Looking back to the days when Windows 3.1 became 3.11, it was certainly an inspired move to start naming software after the year. When Word 95 became Word 97, we knew it was time to say goodbye and move on up to the latest version. Today, not even “techies” can buy this kind of software to two decimal places.

Later this year, it will be time to say goodbye to Windows 98, as Microsoft introduces Windows 2000. It’s a fundamental change, blending Windows 98 - which seeks out the equipment in a machine and even gets it to work - with Windows NT, the professional’s alternative. What’s promised (again!) is a computer operating system that’s speedier, easier to set up, and which will crash less often.

The fact that Windows 2000 will be a “32-bit” system will add little to staff room chat, but it does affect any buying decisions that you may be making now. (A completely 32-bit system makes more efficient use of the hardware, as opposed to Windows 95, which is a mixture of 16 and 32-bits.) In particular, you’d want to check that the machines are up to the specifications that the new Windows will demand.

The wise ones, who prefer to upgrade late in life, will want to head for the “Windows 2000-ready” machines which are beginning to appear. Yet it would be wiser still to hold off buying anything until the computer world settles after the shake-up that Windows 2000 will create.

The Microsoft Office suite is also due for refurbishment. While Windows 2000 boasts a changing of much of its innards, Office 2000 - with its Word, Excel and PowerPoint 2000 programs - has had a serious makeover.
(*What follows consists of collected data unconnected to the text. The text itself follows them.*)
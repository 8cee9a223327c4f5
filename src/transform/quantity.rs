// WHY: Fractional quantities rendered exactly, e.g. 2.5 -> "two and one half"
// Combines the approximator, the wordifier, ordinal denominators and pluralization

use crate::error::{Result, TextError};
use crate::fraction::{Fraction, MixedNumber};
use crate::nouns::NounRegistry;
use crate::transform::inflect::pluralize;
use crate::transform::ordinal::ordinal_words;
use crate::wordify::number_to_words;

fn to_signed(n: u128) -> Result<i128> {
    i128::try_from(n).map_err(|_| TextError::range("value", format!("{n} is too large")))
}

fn fraction_words(registry: &NounRegistry, fraction: Fraction) -> Result<String> {
    let numerator = number_to_words(i128::from(fraction.numerator))?;
    let denominator = match fraction.denominator {
        2 => "half".to_string(),
        d => ordinal_words(i128::from(d))?,
    };
    let denominator = if fraction.numerator == 1 {
        denominator
    } else {
        pluralize(registry, &denominator)
    };
    Ok(format!("{numerator} {denominator}"))
}

/// Words for `value`, with the fractional part approximated within `accuracy`
pub fn quantity_to_words(registry: &NounRegistry, value: f64, accuracy: f64) -> Result<String> {
    let mixed = MixedNumber::from_real(value, accuracy)?;
    let sign = if mixed.negative { -1 } else { 1 };

    match (mixed.whole, mixed.fraction.is_empty()) {
        (whole, true) => number_to_words(sign * to_signed(whole)?),
        (0, false) => {
            let words = fraction_words(registry, mixed.fraction)?;
            Ok(if mixed.negative {
                format!("negative {words}")
            } else {
                words
            })
        }
        (whole, false) => Ok(format!(
            "{} and {}",
            number_to_words(sign * to_signed(whole)?)?,
            fraction_words(registry, mixed.fraction)?
        )),
    }
}

/// Digits-and-slash form of `value`, e.g. `"2 1/2"`
pub fn quantity_to_mixed(value: f64, accuracy: f64) -> Result<String> {
    Ok(MixedNumber::from_real(value, accuracy)?.to_string())
}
It’s not so much Office’s looks that change here, but the way it breathes “Internet”. For example, you can drop the idea of a “Word file” and start to save work as web pages which, it would seem, have the same appearance. For instance, if you saved an Excel spreadsheet with data and graphs as a web page, a pupil could pick it up and work on it in Excel. Likewise, PowerPoint can quickly turn a slide show into some clever-looking pages. These can be put on a website or broadcasted across the Internet.

If that seems hard, rest assured that sending work to the Web will soon become passe. In particular, Office’s file-save dialogue has changed to make putting work on the Internet or school intranet as easy as saving it to disk. If the school has agreed on a colour scheme or theme for your work, it should appear on the Internet looking neat and consistent. Even so, many will not want everyone in school to have this new freedom.
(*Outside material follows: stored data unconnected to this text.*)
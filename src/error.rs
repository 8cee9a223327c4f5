// WHY: Single error type for every fallible core operation
// Search misses are Option, so only caller contract violations land here

use thiserror::Error;

#[derive(Debug, Clone, PartialEq, Eq, Error)]
pub enum TextError {
    /// Buffer index outside `[0, len)` (or `[0, len]` for range ends)
    #[error("index {index} is out of range for length {len}")]
    IndexOutOfRange { index: usize, len: usize },

    /// A documented numeric precondition was violated
    #[error("argument `{name}` is out of range: {reason}")]
    ArgumentRange { name: &'static str, reason: String },

    /// Text that should have held an integer did not
    #[error("invalid integer text: {0:?}")]
    InvalidNumber(String),
}

impl TextError {
    pub(crate) fn range(name: &'static str, reason: impl Into<String>) -> Self {
        TextError::ArgumentRange {
            name,
            reason: reason.into(),
        }
    }
}

pub type Result<T> = std::result::Result<T, TextError>;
While such enhancements could take ages to turn into educational benefits, some seem overdue. For example, Word will now let you click half-down a page and start typing. Office also offers “knowledge tools” - like an endless clipboard that lets you scour the Internet, documents, or whatever, and collate your finds with less copying and pasting. You quickly get the idea that it’s time to move out of school and into a web browser.

Set beside these ideas, other changes in Office may also seem passe. The menus have become cleverer - the features you use stay, while those you don’t are dropped down the list. The toolbar buttons do something like this too - if you never press a button, it gets sent off the screen to make space.

In the meantime, watch out for Internet Explorer 5, Microsoft’s new browser software. It includes a taste of that Internet world and makes a few nice concessions to those who are not online all the time. For example, at last it lets you save a web page complete with its graphics, plus it lets you capture a set of pages so you can use it later with a class.

A neat addition is that you can now email a whole page to a colleague. This will be much more useful than sending them a “www” page address. Finally, those burdened down with “spam” email, will greatly enjoy its junk mail filter which reads the stuff before you have to. Dream on to the day when it manages the replies.